The O2 increase in brain tissue during early reperfusion supports restitution of electron transport chain activity and increased membrane potential. After severe global ischemia, there is apparently a moderate and short-lived increase in mitochondrial [Ca2+], presumably resulting from the return of mitochondrial function during the brief period when [Ca2+]i remains substantially elevated. To our knowledge, there are no data examining mitochondrial Ca2+ during reperfusion after focal ischemia. [Ca2+]i recovers only partially, even with extended periods of reperfusion (Kristin et al., 1998), and raises the possibility that increases in mitochondrial [Ca2+] could develop. Such a change is coupled with the development of a more oxidized intra-cellular environment and a likely increased generation of prooxidants (Arnold et al., 2002), creating conditions expected to favor opening of the transition pore.
The strongest evidence that the permeability transition pore is induced during reperfusion (after focal ischemia) is the protection achieved using postischemic treatment with specific agents to block induction of the transition pore. One such agent, cyclosporin A, has been shown to produce dramatic neuroprotection: intracarotid injection of this compound after 2 hours of focal ischemia reduced the infarct volume by approximately 90% (Yoshimot and Siesjö, 1999). Furthermore, this treatment provided substantial neuroprotection when initiated up to 3 hours after initiation of cerebral ischemia. Large reductions in infarct volume (approximately 65%) have also been seen after oral administration of cyclosporin A for several days before the induction of cerebral ischemia or an intraperitoneal injection immediately on reperfusion.
Alterations in system regulating protein synthesis and reperfusion
Protein synthesis is substantially suppressed in vulnerable neurons during reperfusion. Although the patterns of postcerebral ischemia protein synthesis suppression in brain tissue are well described, the exact pathophysiologic mechanisms that cause it were completely unknown until recently. The integrity of DNA, transcription machinery, mRNA processing and transport, and translational competence of purified ribosomes are preserved in early reperfusion, and there is adequate recovery of high-energy phosphates to support peptide synthesis; thus, these components are not responsible for the inhibition of protein synthesis. Although, there has not been a systematic study of these effects of reperfusion on intracellular levels of all amino acids, the levels of those that have been examined are not substantially reduced (Raley-Susman and Lipton, 1990). Additional investigation is needed because levels of aminoacyl-tRNA that do fall to 60% to 70% of control values (Kleihues and Hossmann, 1971) can be involved in kinase activation directed at inhibition of translation initiation by modification of eukaryotic initiation factors (eIFs).

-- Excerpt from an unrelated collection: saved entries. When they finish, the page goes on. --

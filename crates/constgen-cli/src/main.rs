// constgen CLI entry point

use constgen_cli::{output, router::CommandRouter};

#[tokio::main]
async fn main() {
    if let Err(e) = CommandRouter::route().await {
        output::print_error(&e.user_message());
        if constgen_cli::VerbosityLevel::Verbose.should_output() {
            eprintln!("{}", e.technical_details());
        }
        std::process::exit(1);
    }
}
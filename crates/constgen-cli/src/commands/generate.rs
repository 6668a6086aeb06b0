// Run the generation pipeline once

use std::path::PathBuf;
use std::sync::Arc;

use async_trait::async_trait;
use constgen_generation::{
    AdapterRegistry, GenerationPipeline, ItemOutcome, LogRefresh, PipelineConfig, RunOutcome,
    RunReport,
};
use constgen_storage::ConfigLoader;
use tracing::warn;

use super::Command;
use crate::error::{CliError, CliResult};
use crate::logging::VerbosityLevel;
use crate::output::{self, OutputStyle};

/// Generate constants files for all or selected generator items
pub struct GenerateCommand {
    pub config_path: PathBuf,
    pub only: Vec<String>,
    pub dry_run: bool,
}

impl GenerateCommand {
    pub fn new(config_path: impl Into<PathBuf>) -> Self {
        Self {
            config_path: config_path.into(),
            only: Vec::new(),
            dry_run: false,
        }
    }

    pub fn with_only(mut self, only: Vec<String>) -> Self {
        self.only = only;
        self
    }

    pub fn with_dry_run(mut self, dry_run: bool) -> Self {
        self.dry_run = dry_run;
        self
    }

    /// Load settings and run the pipeline, returning the run report
    pub async fn generate(&self) -> CliResult<RunReport> {
        let loaded = ConfigLoader::load(&self.config_path)?;

        let filter = (!self.only.is_empty()).then(|| self.only.clone());
        if let Some(ids) = &filter {
            for id in ids {
                if !loaded.settings.generators.iter().any(|item| item.logic_id == *id) {
                    warn!(logic_id = %id, "No generator item uses this logic ID");
                }
            }
        }

        let config = PipelineConfig::from_settings(&loaded).with_dry_run(self.dry_run);
        let pipeline = GenerationPipeline::new(config, AdapterRegistry::discover())
            .with_refresh(Arc::new(LogRefresh));

        match pipeline.run(loaded.settings.generators.clone(), filter).await? {
            RunOutcome::Completed(report) => Ok(report),
            RunOutcome::Skipped => Err(CliError::Internal(
                "generation was already in progress".to_string(),
            )),
        }
    }

    fn print_report(&self, report: &RunReport) {
        let style = OutputStyle::default();
        let details = VerbosityLevel::Verbose.should_output();

        for item in &report.items {
            match &item.outcome {
                ItemOutcome::Written { files } => {
                    output::print_success(&format!(
                        "{}: {} entries, {} files",
                        item.logic_id,
                        item.entries,
                        files.len()
                    ));
                    if details {
                        for file in files {
                            println!(
                                "{}",
                                style.key_value(
                                    &file.kind.to_string(),
                                    &style.code(&file.path.display().to_string())
                                )
                            );
                        }
                    }
                }
                ItemOutcome::Skipped { reason } => {
                    output::print_warning(&format!("{}: skipped ({})", item.logic_id, reason));
                }
                ItemOutcome::Failed { error } => {
                    output::print_error(&format!("{}: {}", item.logic_id, error));
                }
            }
        }

        for missing in &report.missing_markers {
            output::print_warning(&format!(
                "{} template {} has no repeat-line marker, no data was emitted for {}",
                missing.kind,
                missing.template_path.display(),
                missing.logic_id
            ));
        }

        let files = report.files().count();
        if report.dry_run {
            output::print_info(&format!(
                "Dry run: {} files computed, nothing written ({} ms)",
                files,
                report.duration.as_millis()
            ));
        } else {
            output::print_info(&format!(
                "Wrote {} files ({} ms)",
                report.files_written(),
                report.duration.as_millis()
            ));
        }
    }
}

#[async_trait]
impl Command for GenerateCommand {
    async fn execute(&self) -> CliResult<()> {
        let report = self.generate().await?;
        self.print_report(&report);

        let failed = report.failures().count();
        if failed > 0 {
            return Err(CliError::RunFailed {
                failed,
                total: report.items.len(),
            });
        }
        Ok(())
    }
}

#[cfg(test)]
mod tests {
    use super::*;

    #[test]
    fn test_generate_command_builder() {
        let command = GenerateCommand::new("settings.yaml")
            .with_only(vec!["loca-json".to_string()])
            .with_dry_run(true);
        assert_eq!(command.config_path, PathBuf::from("settings.yaml"));
        assert_eq!(command.only, vec!["loca-json".to_string()]);
        assert!(command.dry_run);
    }

    #[tokio::test]
    async fn test_generate_missing_settings_file() {
        let dir = tempfile::TempDir::new().unwrap();
        let command = GenerateCommand::new(dir.path().join("missing.yaml"));
        let err = command.generate().await.unwrap_err();
        assert!(matches!(err, CliError::Storage(_)));
    }
}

Protein synthesis may be suppressed by inhibition of translation initiation during early reperfusion. Ribosomal sedimentation profiles obtained from reperfused brain tissue show a preponderance of monomeric ribosomal subunits (Kleihues and Hossmann, 1971), suggesting a block in the formation of the initiation complex (Gaitero et al., 1988). In in vitro translation by brain homogenates, the addition of a chain initiation inhibitor (polyinosinic acid) decreased protein synthesis 63% in samples from control animals as expected. However, polyinosinic acid had no effect on in vitro translation with the postmitochondrial supernatant obtained after 25 minutes of reperfusion, indicating that translation initiation was already maximally inhibited.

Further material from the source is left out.